● **RECORD EXCERPTS**
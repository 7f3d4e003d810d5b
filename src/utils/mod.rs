pub mod files;
pub mod time;
pub mod validation;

● **PROBLEM TO SOLVE**
Write out the records in full, exactly as they appear above.

● **OUTPUT OF THE EXERCISE**
repository 7f3d4e003d810d5b
filename src/utils/mod.rs
pub mod files;
pub mod time;
pub mod validation;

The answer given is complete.